## Task requirements
Each line of the data below that includes the string "layer" must be copied.

## Data for processing
****************************************
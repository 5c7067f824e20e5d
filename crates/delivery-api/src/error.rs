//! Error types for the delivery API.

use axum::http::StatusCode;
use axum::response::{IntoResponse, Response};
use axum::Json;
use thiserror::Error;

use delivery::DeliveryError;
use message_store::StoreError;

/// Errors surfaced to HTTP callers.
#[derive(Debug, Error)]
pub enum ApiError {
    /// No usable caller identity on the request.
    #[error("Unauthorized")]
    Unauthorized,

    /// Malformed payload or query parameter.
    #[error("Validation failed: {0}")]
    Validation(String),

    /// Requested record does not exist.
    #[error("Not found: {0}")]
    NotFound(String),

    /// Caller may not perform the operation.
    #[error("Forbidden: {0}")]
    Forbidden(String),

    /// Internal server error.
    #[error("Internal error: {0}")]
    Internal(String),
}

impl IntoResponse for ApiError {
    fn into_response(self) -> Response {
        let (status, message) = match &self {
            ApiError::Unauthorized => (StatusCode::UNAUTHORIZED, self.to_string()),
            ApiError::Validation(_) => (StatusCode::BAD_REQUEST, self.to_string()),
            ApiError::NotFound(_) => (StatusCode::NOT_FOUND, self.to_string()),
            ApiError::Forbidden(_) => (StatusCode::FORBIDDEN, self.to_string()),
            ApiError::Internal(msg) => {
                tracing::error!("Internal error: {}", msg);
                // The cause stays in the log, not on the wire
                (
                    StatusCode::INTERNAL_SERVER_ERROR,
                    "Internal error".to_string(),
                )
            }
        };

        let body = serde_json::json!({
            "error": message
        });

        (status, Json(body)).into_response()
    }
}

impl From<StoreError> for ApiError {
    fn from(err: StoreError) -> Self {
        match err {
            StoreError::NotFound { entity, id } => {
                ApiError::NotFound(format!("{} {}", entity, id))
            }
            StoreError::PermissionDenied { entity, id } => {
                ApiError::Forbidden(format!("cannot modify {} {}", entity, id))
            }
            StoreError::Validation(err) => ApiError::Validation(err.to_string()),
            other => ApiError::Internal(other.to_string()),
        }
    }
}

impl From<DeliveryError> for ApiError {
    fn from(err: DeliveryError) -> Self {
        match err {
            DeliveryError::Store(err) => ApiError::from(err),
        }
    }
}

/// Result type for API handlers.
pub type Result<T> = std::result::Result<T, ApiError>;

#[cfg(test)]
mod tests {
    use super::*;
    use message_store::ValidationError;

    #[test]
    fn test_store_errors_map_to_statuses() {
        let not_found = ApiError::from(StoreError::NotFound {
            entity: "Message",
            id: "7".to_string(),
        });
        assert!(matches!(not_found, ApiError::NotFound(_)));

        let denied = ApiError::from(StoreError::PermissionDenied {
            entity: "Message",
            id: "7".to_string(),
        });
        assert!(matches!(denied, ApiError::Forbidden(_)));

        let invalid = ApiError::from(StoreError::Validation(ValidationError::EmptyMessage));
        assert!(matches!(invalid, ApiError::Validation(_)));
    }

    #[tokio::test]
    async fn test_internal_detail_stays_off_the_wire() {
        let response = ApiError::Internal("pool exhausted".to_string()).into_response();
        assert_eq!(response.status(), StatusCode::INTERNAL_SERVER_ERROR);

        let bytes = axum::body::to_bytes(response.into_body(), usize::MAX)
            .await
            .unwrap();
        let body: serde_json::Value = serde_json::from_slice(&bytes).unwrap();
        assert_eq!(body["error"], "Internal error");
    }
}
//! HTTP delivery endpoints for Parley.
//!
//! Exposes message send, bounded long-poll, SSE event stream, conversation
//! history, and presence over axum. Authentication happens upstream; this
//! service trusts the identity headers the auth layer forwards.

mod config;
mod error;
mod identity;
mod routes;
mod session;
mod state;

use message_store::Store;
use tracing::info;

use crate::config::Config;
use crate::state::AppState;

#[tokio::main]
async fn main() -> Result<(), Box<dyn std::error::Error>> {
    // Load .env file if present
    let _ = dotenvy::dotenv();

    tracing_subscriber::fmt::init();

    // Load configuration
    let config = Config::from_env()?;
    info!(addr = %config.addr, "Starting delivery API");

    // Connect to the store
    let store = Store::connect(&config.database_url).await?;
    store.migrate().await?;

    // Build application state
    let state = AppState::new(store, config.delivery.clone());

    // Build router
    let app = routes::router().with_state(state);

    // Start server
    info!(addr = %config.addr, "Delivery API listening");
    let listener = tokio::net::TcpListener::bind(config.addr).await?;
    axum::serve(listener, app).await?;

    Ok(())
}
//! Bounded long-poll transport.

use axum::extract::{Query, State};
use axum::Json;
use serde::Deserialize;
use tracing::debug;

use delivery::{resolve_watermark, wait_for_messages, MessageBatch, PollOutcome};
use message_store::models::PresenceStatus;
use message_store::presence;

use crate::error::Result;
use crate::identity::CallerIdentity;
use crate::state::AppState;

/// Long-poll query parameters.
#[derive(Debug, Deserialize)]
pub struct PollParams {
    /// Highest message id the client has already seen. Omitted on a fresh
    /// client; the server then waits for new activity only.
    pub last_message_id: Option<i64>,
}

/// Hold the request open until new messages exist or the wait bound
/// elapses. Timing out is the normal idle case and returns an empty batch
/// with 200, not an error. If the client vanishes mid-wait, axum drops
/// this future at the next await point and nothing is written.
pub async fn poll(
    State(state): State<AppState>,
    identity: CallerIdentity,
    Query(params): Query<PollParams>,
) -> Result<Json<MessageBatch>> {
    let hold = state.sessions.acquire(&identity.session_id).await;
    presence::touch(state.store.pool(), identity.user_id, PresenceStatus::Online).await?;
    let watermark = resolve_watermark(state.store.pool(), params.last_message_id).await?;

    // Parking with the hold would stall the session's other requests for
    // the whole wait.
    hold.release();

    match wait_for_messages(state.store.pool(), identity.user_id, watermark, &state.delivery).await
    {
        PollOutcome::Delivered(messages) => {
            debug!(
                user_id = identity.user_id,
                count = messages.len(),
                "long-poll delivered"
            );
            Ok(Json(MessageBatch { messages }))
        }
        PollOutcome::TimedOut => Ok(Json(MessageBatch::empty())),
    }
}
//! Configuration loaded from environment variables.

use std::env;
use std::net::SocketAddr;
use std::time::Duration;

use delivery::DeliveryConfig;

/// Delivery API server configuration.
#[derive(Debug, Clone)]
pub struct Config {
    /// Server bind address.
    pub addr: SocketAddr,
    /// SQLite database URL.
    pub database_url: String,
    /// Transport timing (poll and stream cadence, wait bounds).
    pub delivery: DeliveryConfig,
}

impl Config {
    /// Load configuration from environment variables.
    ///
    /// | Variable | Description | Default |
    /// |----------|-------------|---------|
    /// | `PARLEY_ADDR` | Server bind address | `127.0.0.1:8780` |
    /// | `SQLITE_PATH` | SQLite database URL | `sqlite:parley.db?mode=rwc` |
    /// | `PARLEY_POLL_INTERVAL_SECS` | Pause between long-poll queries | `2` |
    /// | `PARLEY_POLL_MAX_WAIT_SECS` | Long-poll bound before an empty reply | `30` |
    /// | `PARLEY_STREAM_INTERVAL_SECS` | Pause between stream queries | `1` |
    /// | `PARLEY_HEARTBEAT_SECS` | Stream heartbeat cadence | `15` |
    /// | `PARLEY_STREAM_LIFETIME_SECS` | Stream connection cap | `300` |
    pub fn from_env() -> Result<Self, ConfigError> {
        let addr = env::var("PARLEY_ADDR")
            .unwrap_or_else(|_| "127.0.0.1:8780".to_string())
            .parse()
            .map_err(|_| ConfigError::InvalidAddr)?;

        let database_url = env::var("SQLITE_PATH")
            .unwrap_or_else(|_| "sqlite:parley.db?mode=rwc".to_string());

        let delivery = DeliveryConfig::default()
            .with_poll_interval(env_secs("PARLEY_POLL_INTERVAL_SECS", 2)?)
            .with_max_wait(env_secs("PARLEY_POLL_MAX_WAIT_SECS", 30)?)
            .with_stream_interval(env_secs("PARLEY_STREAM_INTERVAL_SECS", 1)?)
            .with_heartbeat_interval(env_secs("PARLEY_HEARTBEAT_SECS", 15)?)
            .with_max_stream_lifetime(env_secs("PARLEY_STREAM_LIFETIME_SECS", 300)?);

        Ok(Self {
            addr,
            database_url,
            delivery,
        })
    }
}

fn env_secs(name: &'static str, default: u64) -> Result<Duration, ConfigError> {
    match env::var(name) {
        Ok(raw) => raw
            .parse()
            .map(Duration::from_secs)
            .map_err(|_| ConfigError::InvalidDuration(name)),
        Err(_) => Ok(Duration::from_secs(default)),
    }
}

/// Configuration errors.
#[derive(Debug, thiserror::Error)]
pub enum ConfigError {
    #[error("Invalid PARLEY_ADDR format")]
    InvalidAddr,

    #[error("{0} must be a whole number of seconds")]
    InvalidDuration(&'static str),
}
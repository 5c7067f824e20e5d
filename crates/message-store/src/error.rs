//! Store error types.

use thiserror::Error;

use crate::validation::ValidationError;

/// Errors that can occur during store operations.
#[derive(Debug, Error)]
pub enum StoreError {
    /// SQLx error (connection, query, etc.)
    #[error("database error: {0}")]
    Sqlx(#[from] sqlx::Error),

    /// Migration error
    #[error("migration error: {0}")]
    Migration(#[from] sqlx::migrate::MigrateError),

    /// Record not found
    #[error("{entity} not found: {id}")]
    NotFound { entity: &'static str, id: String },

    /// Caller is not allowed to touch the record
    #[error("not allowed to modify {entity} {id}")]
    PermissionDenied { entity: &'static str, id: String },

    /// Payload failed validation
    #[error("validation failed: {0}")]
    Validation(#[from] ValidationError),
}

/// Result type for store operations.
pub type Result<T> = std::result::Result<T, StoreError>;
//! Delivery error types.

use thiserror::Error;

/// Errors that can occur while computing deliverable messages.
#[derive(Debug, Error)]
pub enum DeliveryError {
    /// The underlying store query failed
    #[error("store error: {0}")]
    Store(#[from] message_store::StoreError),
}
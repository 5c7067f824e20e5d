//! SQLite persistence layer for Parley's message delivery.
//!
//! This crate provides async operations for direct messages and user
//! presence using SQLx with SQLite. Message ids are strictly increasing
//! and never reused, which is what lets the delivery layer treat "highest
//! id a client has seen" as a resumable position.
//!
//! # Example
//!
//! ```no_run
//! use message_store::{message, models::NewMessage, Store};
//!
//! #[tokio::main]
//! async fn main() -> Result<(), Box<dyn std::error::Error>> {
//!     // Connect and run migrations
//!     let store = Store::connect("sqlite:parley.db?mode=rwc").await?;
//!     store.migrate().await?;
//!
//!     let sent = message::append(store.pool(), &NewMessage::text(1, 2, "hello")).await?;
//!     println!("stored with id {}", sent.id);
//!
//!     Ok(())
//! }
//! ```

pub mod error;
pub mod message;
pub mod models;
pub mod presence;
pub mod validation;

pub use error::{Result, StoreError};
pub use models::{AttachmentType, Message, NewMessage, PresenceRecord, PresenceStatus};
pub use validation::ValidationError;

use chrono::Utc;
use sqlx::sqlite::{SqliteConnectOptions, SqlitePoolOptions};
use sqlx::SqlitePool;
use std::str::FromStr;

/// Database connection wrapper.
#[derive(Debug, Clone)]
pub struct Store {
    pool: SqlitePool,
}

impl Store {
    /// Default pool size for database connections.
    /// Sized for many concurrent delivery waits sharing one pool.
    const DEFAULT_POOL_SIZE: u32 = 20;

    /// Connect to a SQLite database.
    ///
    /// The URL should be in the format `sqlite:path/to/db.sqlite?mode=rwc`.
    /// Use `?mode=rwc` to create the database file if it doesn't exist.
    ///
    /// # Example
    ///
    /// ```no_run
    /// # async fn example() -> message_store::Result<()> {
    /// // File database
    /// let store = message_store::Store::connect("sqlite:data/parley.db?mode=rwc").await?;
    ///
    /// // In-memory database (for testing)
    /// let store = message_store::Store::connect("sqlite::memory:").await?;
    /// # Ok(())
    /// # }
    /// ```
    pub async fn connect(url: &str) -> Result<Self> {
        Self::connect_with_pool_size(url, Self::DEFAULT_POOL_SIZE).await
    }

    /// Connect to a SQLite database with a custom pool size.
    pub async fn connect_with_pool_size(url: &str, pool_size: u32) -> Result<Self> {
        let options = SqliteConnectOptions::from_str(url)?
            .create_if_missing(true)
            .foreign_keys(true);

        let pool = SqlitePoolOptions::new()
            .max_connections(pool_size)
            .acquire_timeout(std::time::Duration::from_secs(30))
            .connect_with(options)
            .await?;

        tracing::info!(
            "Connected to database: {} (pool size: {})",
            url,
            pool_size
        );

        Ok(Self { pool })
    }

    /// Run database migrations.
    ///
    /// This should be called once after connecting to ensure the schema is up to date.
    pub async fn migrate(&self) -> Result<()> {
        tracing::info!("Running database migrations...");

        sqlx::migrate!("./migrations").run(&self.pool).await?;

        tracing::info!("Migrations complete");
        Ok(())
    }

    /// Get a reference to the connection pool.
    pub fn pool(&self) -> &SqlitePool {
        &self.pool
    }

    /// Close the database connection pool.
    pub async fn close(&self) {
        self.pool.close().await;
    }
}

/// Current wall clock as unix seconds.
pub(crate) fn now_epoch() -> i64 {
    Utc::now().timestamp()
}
****************************************
## Result of the exercise
//! service trusts the identity headers the auth layer forwards.
//! SQLite persistence layer for Parley's message delivery.
//! and never reused, which is what lets the delivery layer treat "highest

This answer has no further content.